BEGIN

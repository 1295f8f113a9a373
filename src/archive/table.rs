//! Name and index lookup over the engine.
//!
//! Lookups always go to the engine's locate primitive. The optional LRU cache
//! only short-cuts repeated lookups of the same name and is cleared by every
//! structural change; a cached index is checked against the engine before it
//! is trusted.

use std::num::NonZeroUsize;

use lru::LruCache;

use crate::Result;
use crate::codec::{NameCodec, UTF8_FLAG};
use crate::engine::{Engine, EntryRecord};
use crate::entry::Entry;

/// Name→index resolution for one session.
#[derive(Debug)]
pub(crate) struct NameTable {
    cache: Option<LruCache<Vec<u8>, u64>>,
}

impl NameTable {
    pub fn new(capacity: Option<NonZeroUsize>) -> Self {
        Self {
            cache: capacity.map(LruCache::new),
        }
    }

    /// Drops every cached index.
    pub fn invalidate(&mut self) {
        if let Some(cache) = self.cache.as_mut() {
            cache.clear();
        }
    }

    /// Index of the live entry called `name`.
    ///
    /// The name is encoded with `codec`. When that finds nothing and the
    /// codec is not UTF-8, entries flagged as UTF-8 are tried as well.
    pub fn lookup<E: Engine>(
        &mut self,
        engine: &E,
        codec: &dyn NameCodec,
        name: &str,
    ) -> Result<Option<u64>> {
        if let Ok(raw) = codec.encode(name) {
            if let Some(index) = self.locate_raw(engine, &raw)? {
                return Ok(Some(index));
            }
        }
        if codec.label().eq_ignore_ascii_case("utf-8") {
            return Ok(None);
        }
        let raw = name.as_bytes();
        match self.locate_raw(engine, raw)? {
            Some(index) => {
                let flagged = engine
                    .stat(index)?
                    .is_some_and(|record| record.flags & UTF8_FLAG != 0);
                Ok(flagged.then_some(index))
            }
            None => Ok(None),
        }
    }

    /// Index of the live entry whose raw name is exactly `raw`.
    pub fn locate_raw<E: Engine>(&mut self, engine: &E, raw: &[u8]) -> Result<Option<u64>> {
        if let Some(cache) = self.cache.as_mut() {
            if let Some(&index) = cache.get(raw) {
                if matches_raw(engine.stat(index)?.as_ref(), raw) {
                    return Ok(Some(index));
                }
                cache.pop(raw);
            }
        }
        let found = engine.locate(raw);
        if let (Some(cache), Some(index)) = (self.cache.as_mut(), found) {
            cache.put(raw.to_vec(), index);
        }
        Ok(found)
    }

    /// Resolves an entry snapshot to the index it currently lives at.
    ///
    /// A resolved entry is trusted at its index as long as that slot still
    /// carries the same raw name; otherwise (and for standalone entries) the
    /// raw name is looked up.
    pub fn resolve<E: Engine>(&mut self, engine: &E, entry: &Entry) -> Result<Option<u64>> {
        if let Some(index) = entry.index() {
            if index < engine.slot_count()
                && matches_raw(engine.stat(index)?.as_ref(), entry.raw_name())
            {
                return Ok(Some(index));
            }
        }
        self.locate_raw(engine, entry.raw_name())
    }
}

fn matches_raw(record: Option<&EntryRecord>, raw: &[u8]) -> bool {
    record.is_some_and(|r| r.raw_name == raw)
}

/// Snapshot of the entry at `index`, `None` for a removed slot.
pub(crate) fn snapshot<E: Engine>(
    engine: &E,
    codec: &dyn NameCodec,
    index: u64,
) -> Result<Option<Entry>> {
    Ok(engine
        .stat(index)?
        .map(|record| Entry::from_record(record, codec)))
}

/// Number of live entries.
pub(crate) fn live_count<E: Engine>(engine: &E) -> Result<u64> {
    let mut count = 0;
    for index in 0..engine.slot_count() {
        if engine.stat(index)?.is_some() {
            count += 1;
        }
    }
    Ok(count)
}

END

• Exercise instructions
Exact repetition of every record is required.

• Output of the exercise
repository 1295f8f113a9a373
filename src/archive/table.rs
//! Name and index lookup over the engine.
//!
//! Lookups always go to the engine's locate primitive. The optional LRU cache
//! only short-cuts repeated lookups of the same name and is cleared by every
//! structural change; a cached index is checked against the engine before it
//! is trusted.

use std::num::NonZeroUsize;

use lru::LruCache;

use crate::Result;
use crate::codec::{NameCodec, UTF8_FLAG};
use crate::engine::{Engine, EntryRecord};
use crate::entry::Entry;

/// Name→index resolution for one session.
#[derive(Debug)]
pub(crate) struct NameTable {
    cache: Option<LruCache<Vec<u8>, u64>>,
}

impl NameTable {
    pub fn new(capacity: Option<NonZeroUsize>) -> Self {
        Self {
            cache: capacity.map(LruCache::new),
        }
    }

    /// Drops every cached index.
    pub fn invalidate(&mut self) {
        if let Some(cache) = self.cache.as_mut() {
            cache.clear();
        }
    }

    /// Index of the live entry called `name`.
    ///
    /// The name is encoded with `codec`. When that finds nothing and the
    /// codec is not UTF-8, entries flagged as UTF-8 are tried as well.
    pub fn lookup<E: Engine>(
        &mut self,
        engine: &E,
        codec: &dyn NameCodec,
        name: &str,
    ) -> Result<Option<u64>> {
        if let Ok(raw) = codec.encode(name) {
            if let Some(index) = self.locate_raw(engine, &raw)? {
                return Ok(Some(index));
            }
        }
        if codec.label().eq_ignore_ascii_case("utf-8") {
            return Ok(None);
        }
        let raw = name.as_bytes();
        match self.locate_raw(engine, raw)? {
            Some(index) => {
                let flagged = engine
                    .stat(index)?
                    .is_some_and(|record| record.flags & UTF8_FLAG != 0);
                Ok(flagged.then_some(index))
            }
            None => Ok(None),
        }
    }

    /// Index of the live entry whose raw name is exactly `raw`.
    pub fn locate_raw<E: Engine>(&mut self, engine: &E, raw: &[u8]) -> Result<Option<u64>> {
        if let Some(cache) = self.cache.as_mut() {
            if let Some(&index) = cache.get(raw) {
                if matches_raw(engine.stat(index)?.as_ref(), raw) {
                    return Ok(Some(index));
                }
                cache.pop(raw);
            }
        }
        let found = engine.locate(raw);
        if let (Some(cache), Some(index)) = (self.cache.as_mut(), found) {
            cache.put(raw.to_vec(), index);
        }
        Ok(found)
    }

    /// Resolves an entry snapshot to the index it currently lives at.
    ///
    /// A resolved entry is trusted at its index as long as that slot still
    /// carries the same raw name; otherwise (and for standalone entries) the
    /// raw name is looked up.
    pub fn resolve<E: Engine>(&mut self, engine: &E, entry: &Entry) -> Result<Option<u64>> {
        if let Some(index) = entry.index() {
            if index < engine.slot_count()
                && matches_raw(engine.stat(index)?.as_ref(), entry.raw_name())
            {
                return Ok(Some(index));
            }
        }
        self.locate_raw(engine, entry.raw_name())
    }
}

fn matches_raw(record: Option<&EntryRecord>, raw: &[u8]) -> bool {
    record.is_some_and(|r| r.raw_name == raw)
}

/// Snapshot of the entry at `index`, `None` for a removed slot.
pub(crate) fn snapshot<E: Engine>(
    engine: &E,
    codec: &dyn NameCodec,
    index: u64,
) -> Result<Option<Entry>> {
    Ok(engine
        .stat(index)?
        .map(|record| Entry::from_record(record, codec)))
}

/// Number of live entries.
pub(crate) fn live_count<E: Engine>(engine: &E) -> Result<u64> {
    let mut count = 0;
    for index in 0..engine.slot_count() {
        if engine.stat(index)?.is_some() {
            count += 1;
        }
    }
    Ok(count)
}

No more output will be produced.